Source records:

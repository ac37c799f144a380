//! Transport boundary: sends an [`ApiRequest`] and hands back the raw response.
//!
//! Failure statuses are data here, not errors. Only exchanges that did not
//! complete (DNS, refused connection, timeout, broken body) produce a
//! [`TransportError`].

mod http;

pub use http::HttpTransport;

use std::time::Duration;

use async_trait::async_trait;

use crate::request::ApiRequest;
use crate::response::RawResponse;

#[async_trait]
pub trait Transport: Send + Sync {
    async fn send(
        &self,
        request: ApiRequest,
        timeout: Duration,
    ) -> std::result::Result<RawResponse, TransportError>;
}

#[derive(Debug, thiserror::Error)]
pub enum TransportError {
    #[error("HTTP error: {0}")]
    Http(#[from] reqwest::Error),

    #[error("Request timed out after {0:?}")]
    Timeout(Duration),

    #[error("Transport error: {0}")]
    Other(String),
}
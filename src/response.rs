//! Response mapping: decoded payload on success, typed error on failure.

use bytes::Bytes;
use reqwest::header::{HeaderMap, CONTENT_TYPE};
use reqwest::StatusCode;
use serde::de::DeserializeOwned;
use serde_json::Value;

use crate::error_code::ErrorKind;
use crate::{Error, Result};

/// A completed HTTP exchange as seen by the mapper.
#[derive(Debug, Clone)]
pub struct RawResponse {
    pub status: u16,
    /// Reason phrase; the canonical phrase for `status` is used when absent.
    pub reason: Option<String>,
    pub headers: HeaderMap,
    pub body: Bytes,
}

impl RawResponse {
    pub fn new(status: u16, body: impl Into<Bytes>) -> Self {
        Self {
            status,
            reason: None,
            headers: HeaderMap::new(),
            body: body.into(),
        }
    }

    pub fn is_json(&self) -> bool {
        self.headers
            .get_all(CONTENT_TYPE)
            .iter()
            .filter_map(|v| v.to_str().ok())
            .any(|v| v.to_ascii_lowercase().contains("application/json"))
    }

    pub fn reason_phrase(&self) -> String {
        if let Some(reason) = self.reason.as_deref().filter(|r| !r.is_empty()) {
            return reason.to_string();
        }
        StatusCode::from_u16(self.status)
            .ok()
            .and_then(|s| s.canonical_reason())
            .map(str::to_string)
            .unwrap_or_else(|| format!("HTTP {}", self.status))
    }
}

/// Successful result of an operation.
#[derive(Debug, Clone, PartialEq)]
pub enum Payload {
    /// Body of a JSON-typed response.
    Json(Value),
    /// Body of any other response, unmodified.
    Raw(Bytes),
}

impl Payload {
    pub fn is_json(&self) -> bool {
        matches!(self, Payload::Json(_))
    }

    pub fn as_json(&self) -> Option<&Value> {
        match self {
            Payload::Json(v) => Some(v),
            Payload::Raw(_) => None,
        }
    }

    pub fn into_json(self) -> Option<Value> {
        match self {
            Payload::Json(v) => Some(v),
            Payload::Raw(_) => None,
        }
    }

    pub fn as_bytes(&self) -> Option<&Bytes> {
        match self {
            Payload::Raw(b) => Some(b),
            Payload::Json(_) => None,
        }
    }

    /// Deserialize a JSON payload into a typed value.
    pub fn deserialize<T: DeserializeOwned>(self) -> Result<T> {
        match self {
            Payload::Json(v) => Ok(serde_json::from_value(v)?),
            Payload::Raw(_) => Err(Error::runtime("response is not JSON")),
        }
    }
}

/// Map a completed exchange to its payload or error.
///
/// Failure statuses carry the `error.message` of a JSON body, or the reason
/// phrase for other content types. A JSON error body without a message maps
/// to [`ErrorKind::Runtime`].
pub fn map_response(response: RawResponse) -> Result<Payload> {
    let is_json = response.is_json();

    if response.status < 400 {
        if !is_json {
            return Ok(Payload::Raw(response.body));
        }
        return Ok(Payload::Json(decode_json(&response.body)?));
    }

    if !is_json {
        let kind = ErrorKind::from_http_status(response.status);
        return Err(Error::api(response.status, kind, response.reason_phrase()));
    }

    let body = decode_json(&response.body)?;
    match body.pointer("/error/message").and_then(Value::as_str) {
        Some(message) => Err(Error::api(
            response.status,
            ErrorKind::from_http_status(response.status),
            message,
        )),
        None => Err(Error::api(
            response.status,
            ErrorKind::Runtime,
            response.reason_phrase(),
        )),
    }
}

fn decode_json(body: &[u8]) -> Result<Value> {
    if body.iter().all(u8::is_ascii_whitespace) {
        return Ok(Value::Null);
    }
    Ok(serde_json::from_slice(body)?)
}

▶ [Prompt] Search the data above for the word "derive" and show every line that has it.

▶ [Worked solution]
#[derive(Debug, thiserror::Error)]
#[derive(Debug, Clone)]
#[derive(Debug, Clone, PartialEq)]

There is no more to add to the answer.